#### How to complete this task
The answer should be one number, the count of lines in the data with "Serialize".

#### Data section
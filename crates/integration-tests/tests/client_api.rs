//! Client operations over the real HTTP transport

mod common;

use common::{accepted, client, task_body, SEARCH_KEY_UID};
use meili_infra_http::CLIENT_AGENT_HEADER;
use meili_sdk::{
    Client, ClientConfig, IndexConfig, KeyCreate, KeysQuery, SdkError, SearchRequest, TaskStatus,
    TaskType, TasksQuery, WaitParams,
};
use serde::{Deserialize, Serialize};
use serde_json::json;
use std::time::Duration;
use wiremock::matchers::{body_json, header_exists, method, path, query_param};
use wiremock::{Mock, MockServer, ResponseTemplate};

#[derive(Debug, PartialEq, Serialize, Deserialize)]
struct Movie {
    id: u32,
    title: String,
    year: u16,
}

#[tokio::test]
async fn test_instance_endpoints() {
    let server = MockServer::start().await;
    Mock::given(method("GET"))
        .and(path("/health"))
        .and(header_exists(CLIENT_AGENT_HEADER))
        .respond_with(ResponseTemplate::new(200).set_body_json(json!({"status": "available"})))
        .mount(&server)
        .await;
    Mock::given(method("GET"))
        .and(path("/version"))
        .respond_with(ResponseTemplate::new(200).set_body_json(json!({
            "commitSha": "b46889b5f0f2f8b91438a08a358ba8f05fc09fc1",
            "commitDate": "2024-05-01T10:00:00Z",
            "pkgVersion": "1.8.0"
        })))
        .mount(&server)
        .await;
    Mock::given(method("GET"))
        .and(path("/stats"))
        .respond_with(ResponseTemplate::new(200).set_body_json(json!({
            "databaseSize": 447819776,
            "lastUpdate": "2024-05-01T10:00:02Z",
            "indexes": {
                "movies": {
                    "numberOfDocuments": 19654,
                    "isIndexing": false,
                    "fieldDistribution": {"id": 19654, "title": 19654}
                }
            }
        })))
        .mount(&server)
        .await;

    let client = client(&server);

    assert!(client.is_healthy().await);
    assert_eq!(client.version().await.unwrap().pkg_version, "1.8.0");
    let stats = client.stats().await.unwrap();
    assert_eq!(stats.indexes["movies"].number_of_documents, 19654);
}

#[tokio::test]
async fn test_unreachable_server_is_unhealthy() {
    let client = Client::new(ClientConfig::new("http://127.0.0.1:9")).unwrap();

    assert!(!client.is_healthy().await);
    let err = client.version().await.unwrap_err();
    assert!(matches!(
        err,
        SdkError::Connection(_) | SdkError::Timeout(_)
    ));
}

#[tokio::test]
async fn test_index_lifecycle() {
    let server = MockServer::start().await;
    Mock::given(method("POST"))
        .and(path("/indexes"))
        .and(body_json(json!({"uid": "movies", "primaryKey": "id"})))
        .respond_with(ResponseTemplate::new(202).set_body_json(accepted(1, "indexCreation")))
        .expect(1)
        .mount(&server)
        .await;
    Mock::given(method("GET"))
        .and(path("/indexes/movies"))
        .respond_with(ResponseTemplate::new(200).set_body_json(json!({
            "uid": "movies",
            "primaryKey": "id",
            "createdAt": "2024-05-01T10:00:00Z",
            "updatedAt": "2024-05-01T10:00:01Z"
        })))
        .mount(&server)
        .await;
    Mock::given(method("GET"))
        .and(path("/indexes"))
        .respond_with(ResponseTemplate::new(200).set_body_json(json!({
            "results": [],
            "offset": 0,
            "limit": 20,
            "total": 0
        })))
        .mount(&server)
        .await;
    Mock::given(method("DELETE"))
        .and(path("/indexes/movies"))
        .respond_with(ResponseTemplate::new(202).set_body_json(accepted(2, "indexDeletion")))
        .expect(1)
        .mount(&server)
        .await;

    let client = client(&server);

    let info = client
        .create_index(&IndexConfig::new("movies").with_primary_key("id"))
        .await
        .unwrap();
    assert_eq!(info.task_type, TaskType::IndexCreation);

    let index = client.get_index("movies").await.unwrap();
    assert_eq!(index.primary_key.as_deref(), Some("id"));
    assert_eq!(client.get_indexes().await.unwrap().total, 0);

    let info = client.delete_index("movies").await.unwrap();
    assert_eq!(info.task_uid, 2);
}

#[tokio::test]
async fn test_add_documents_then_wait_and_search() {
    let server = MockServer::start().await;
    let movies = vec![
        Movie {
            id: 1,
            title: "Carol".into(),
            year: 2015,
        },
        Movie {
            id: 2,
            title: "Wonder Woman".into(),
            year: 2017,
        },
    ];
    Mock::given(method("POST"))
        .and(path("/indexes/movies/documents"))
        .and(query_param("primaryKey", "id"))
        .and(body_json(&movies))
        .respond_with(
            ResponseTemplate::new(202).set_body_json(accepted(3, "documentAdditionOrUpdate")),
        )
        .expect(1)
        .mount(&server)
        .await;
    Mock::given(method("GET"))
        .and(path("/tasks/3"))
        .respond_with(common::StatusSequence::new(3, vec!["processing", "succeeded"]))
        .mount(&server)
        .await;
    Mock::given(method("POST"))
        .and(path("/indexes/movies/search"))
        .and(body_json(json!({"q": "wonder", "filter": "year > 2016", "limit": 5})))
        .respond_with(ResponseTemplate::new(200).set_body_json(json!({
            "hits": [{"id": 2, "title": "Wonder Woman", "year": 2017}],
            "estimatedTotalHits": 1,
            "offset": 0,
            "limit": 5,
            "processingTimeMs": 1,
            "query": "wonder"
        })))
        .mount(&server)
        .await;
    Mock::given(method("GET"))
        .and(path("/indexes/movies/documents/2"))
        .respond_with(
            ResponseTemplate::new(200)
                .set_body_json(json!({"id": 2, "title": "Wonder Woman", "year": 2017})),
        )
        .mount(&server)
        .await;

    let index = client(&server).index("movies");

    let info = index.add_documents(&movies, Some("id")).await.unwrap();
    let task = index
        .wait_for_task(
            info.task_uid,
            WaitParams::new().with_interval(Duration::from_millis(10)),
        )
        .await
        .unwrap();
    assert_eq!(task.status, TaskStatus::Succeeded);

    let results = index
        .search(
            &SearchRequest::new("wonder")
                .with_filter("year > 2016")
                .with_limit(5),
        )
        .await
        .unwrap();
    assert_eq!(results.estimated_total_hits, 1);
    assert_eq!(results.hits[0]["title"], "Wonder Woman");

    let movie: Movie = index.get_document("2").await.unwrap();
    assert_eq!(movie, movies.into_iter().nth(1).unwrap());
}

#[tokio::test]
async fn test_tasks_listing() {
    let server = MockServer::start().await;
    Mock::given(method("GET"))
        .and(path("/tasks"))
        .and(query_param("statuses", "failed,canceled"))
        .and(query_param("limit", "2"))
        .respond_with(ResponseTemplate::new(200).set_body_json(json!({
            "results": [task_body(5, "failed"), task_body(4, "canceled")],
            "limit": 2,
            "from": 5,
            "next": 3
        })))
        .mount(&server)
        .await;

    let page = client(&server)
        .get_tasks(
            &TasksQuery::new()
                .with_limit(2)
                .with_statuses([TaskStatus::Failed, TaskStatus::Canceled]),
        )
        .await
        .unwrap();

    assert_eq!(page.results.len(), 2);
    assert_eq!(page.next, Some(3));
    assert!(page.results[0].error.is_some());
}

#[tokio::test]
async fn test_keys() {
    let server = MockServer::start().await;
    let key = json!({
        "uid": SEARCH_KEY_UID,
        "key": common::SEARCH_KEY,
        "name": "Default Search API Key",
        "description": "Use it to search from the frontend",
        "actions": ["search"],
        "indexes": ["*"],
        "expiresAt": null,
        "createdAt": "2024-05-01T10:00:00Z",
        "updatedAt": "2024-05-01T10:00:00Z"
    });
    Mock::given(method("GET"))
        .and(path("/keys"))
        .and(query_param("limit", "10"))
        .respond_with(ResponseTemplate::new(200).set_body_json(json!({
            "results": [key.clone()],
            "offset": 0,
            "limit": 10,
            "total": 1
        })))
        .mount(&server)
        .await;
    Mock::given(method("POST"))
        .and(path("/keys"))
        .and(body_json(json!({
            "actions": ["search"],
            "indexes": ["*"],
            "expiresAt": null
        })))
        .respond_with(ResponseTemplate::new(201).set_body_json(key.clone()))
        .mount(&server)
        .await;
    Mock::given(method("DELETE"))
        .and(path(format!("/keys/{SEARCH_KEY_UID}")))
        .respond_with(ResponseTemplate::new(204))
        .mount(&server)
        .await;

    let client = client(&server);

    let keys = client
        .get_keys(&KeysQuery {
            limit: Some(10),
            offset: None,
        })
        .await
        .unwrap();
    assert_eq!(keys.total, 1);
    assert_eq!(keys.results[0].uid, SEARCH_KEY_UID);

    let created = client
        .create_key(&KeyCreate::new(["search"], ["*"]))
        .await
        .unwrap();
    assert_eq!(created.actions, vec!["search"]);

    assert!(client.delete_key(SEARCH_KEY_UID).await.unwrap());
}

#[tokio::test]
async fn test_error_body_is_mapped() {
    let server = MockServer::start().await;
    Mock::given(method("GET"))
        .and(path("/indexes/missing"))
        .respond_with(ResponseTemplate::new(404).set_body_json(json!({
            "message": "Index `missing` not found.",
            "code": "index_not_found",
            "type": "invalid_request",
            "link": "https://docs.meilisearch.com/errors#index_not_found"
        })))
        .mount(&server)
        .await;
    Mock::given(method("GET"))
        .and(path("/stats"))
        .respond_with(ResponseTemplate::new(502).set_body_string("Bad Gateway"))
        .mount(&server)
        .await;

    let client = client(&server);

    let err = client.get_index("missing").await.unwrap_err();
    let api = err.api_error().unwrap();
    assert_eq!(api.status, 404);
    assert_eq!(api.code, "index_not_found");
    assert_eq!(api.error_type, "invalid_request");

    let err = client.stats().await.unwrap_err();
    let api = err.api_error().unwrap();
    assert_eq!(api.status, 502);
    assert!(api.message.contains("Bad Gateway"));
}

#### Result
2